→ TASK REQUIREMENTS
Without changing anything, copy out each entry.
*** RECORDS SHOWN
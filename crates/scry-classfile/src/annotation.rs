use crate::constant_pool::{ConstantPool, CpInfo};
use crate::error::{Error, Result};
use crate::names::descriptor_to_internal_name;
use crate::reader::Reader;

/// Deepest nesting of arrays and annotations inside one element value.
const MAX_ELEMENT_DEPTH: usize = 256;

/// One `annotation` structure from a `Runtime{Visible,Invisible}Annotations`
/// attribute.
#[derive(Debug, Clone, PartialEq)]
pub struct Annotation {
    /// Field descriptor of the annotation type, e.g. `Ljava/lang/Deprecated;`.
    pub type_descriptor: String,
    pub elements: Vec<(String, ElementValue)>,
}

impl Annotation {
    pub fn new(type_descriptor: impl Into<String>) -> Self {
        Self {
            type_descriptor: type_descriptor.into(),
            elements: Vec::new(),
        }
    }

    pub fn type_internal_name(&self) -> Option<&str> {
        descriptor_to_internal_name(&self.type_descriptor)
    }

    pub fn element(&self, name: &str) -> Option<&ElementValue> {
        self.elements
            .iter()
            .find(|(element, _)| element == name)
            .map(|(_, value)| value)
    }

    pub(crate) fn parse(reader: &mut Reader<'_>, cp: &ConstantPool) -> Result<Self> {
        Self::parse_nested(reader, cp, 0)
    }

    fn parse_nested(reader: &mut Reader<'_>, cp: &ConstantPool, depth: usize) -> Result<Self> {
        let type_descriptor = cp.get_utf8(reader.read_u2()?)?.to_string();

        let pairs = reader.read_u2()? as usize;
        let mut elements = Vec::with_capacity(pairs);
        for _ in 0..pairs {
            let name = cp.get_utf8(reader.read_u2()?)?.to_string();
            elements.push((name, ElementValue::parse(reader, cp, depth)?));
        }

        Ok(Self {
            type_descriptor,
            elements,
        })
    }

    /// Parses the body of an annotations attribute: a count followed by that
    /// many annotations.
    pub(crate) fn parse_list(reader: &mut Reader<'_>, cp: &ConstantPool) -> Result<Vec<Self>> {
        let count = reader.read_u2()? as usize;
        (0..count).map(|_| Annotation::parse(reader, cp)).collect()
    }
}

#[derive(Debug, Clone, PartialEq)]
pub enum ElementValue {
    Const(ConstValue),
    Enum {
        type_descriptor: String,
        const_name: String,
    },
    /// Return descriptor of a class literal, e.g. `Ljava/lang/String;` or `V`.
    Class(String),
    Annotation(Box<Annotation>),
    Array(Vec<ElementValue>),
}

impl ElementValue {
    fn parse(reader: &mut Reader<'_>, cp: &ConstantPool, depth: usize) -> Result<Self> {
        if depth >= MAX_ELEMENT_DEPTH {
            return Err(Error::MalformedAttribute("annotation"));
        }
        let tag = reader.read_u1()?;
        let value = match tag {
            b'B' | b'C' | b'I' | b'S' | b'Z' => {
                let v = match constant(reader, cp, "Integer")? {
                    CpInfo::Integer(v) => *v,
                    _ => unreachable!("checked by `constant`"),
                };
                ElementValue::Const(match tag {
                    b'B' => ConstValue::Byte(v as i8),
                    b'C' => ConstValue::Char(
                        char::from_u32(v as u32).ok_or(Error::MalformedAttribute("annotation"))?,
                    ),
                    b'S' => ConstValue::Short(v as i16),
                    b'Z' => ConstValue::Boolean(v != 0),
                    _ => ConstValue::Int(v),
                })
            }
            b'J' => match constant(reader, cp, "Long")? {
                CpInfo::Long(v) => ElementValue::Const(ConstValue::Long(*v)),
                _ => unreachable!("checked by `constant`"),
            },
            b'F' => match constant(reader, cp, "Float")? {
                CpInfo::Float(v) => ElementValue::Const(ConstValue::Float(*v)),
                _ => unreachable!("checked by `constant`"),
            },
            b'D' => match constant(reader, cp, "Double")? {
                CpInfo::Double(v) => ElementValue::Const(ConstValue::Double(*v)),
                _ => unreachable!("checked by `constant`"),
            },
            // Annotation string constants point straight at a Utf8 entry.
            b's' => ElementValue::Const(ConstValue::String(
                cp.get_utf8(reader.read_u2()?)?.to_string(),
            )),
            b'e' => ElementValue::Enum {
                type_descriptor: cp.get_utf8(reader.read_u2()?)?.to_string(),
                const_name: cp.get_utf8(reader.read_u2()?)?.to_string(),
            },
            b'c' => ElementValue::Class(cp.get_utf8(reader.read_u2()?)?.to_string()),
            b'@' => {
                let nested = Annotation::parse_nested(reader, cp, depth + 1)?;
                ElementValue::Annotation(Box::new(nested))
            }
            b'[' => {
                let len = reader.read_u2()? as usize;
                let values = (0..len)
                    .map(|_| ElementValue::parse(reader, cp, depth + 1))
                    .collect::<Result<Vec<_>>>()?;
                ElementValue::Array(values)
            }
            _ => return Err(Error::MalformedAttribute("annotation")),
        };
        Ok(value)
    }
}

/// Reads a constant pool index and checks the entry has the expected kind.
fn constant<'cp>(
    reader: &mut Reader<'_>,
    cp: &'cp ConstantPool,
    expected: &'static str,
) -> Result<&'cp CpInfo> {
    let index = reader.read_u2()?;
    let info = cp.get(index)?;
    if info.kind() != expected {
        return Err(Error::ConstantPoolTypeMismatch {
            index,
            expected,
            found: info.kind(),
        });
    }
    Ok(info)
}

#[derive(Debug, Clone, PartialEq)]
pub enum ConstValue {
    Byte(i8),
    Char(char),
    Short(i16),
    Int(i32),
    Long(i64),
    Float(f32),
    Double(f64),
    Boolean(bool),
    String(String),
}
******
→ EXPECTED ANSWER
filename crates/scry-classfile/src/annotation.rs
use crate::constant_pool::{ConstantPool, CpInfo};
use crate::error::{Error, Result};
use crate::names::descriptor_to_internal_name;
use crate::reader::Reader;

/// Deepest nesting of arrays and annotations inside one element value.
const MAX_ELEMENT_DEPTH: usize = 256;

/// One `annotation` structure from a `Runtime{Visible,Invisible}Annotations`
/// attribute.
#[derive(Debug, Clone, PartialEq)]
pub struct Annotation {
    /// Field descriptor of the annotation type, e.g. `Ljava/lang/Deprecated;`.
    pub type_descriptor: String,
    pub elements: Vec<(String, ElementValue)>,
}

impl Annotation {
    pub fn new(type_descriptor: impl Into<String>) -> Self {
        Self {
            type_descriptor: type_descriptor.into(),
            elements: Vec::new(),
        }
    }

    pub fn type_internal_name(&self) -> Option<&str> {
        descriptor_to_internal_name(&self.type_descriptor)
    }

    pub fn element(&self, name: &str) -> Option<&ElementValue> {
        self.elements
            .iter()
            .find(|(element, _)| element == name)
            .map(|(_, value)| value)
    }

    pub(crate) fn parse(reader: &mut Reader<'_>, cp: &ConstantPool) -> Result<Self> {
        Self::parse_nested(reader, cp, 0)
    }

    fn parse_nested(reader: &mut Reader<'_>, cp: &ConstantPool, depth: usize) -> Result<Self> {
        let type_descriptor = cp.get_utf8(reader.read_u2()?)?.to_string();

        let pairs = reader.read_u2()? as usize;
        let mut elements = Vec::with_capacity(pairs);
        for _ in 0..pairs {
            let name = cp.get_utf8(reader.read_u2()?)?.to_string();
            elements.push((name, ElementValue::parse(reader, cp, depth)?));
        }

        Ok(Self {
            type_descriptor,
            elements,
        })
    }

    /// Parses the body of an annotations attribute: a count followed by that
    /// many annotations.
    pub(crate) fn parse_list(reader: &mut Reader<'_>, cp: &ConstantPool) -> Result<Vec<Self>> {
        let count = reader.read_u2()? as usize;
        (0..count).map(|_| Annotation::parse(reader, cp)).collect()
    }
}

#[derive(Debug, Clone, PartialEq)]
pub enum ElementValue {
    Const(ConstValue),
    Enum {
        type_descriptor: String,
        const_name: String,
    },
    /// Return descriptor of a class literal, e.g. `Ljava/lang/String;` or `V`.
    Class(String),
    Annotation(Box<Annotation>),
    Array(Vec<ElementValue>),
}

impl ElementValue {
    fn parse(reader: &mut Reader<'_>, cp: &ConstantPool, depth: usize) -> Result<Self> {
        if depth >= MAX_ELEMENT_DEPTH {
            return Err(Error::MalformedAttribute("annotation"));
        }
        let tag = reader.read_u1()?;
        let value = match tag {
            b'B' | b'C' | b'I' | b'S' | b'Z' => {
                let v = match constant(reader, cp, "Integer")? {
                    CpInfo::Integer(v) => *v,
                    _ => unreachable!("checked by `constant`"),
                };
                ElementValue::Const(match tag {
                    b'B' => ConstValue::Byte(v as i8),
                    b'C' => ConstValue::Char(
                        char::from_u32(v as u32).ok_or(Error::MalformedAttribute("annotation"))?,
                    ),
                    b'S' => ConstValue::Short(v as i16),
                    b'Z' => ConstValue::Boolean(v != 0),
                    _ => ConstValue::Int(v),
                })
            }
            b'J' => match constant(reader, cp, "Long")? {
                CpInfo::Long(v) => ElementValue::Const(ConstValue::Long(*v)),
                _ => unreachable!("checked by `constant`"),
            },
            b'F' => match constant(reader, cp, "Float")? {
                CpInfo::Float(v) => ElementValue::Const(ConstValue::Float(*v)),
                _ => unreachable!("checked by `constant`"),
            },
            b'D' => match constant(reader, cp, "Double")? {
                CpInfo::Double(v) => ElementValue::Const(ConstValue::Double(*v)),
                _ => unreachable!("checked by `constant`"),
            },
            // Annotation string constants point straight at a Utf8 entry.
            b's' => ElementValue::Const(ConstValue::String(
                cp.get_utf8(reader.read_u2()?)?.to_string(),
            )),
            b'e' => ElementValue::Enum {
                type_descriptor: cp.get_utf8(reader.read_u2()?)?.to_string(),
                const_name: cp.get_utf8(reader.read_u2()?)?.to_string(),
            },
            b'c' => ElementValue::Class(cp.get_utf8(reader.read_u2()?)?.to_string()),
            b'@' => {
                let nested = Annotation::parse_nested(reader, cp, depth + 1)?;
                ElementValue::Annotation(Box::new(nested))
            }
            b'[' => {
                let len = reader.read_u2()? as usize;
                let values = (0..len)
                    .map(|_| ElementValue::parse(reader, cp, depth + 1))
                    .collect::<Result<Vec<_>>>()?;
                ElementValue::Array(values)
            }
            _ => return Err(Error::MalformedAttribute("annotation")),
        };
        Ok(value)
    }
}

/// Reads a constant pool index and checks the entry has the expected kind.
fn constant<'cp>(
    reader: &mut Reader<'_>,
    cp: &'cp ConstantPool,
    expected: &'static str,
) -> Result<&'cp CpInfo> {
    let index = reader.read_u2()?;
    let info = cp.get(index)?;
    if info.kind() != expected {
        return Err(Error::ConstantPoolTypeMismatch {
            index,
            expected,
            found: info.kind(),
        });
    }
    Ok(info)
}

#[derive(Debug, Clone, PartialEq)]
pub enum ConstValue {
    Byte(i8),
    Char(char),
    Short(i16),
    Int(i32),
    Long(i64),
    Float(f32),
    Double(f64),
    Boolean(bool),
    String(String),
}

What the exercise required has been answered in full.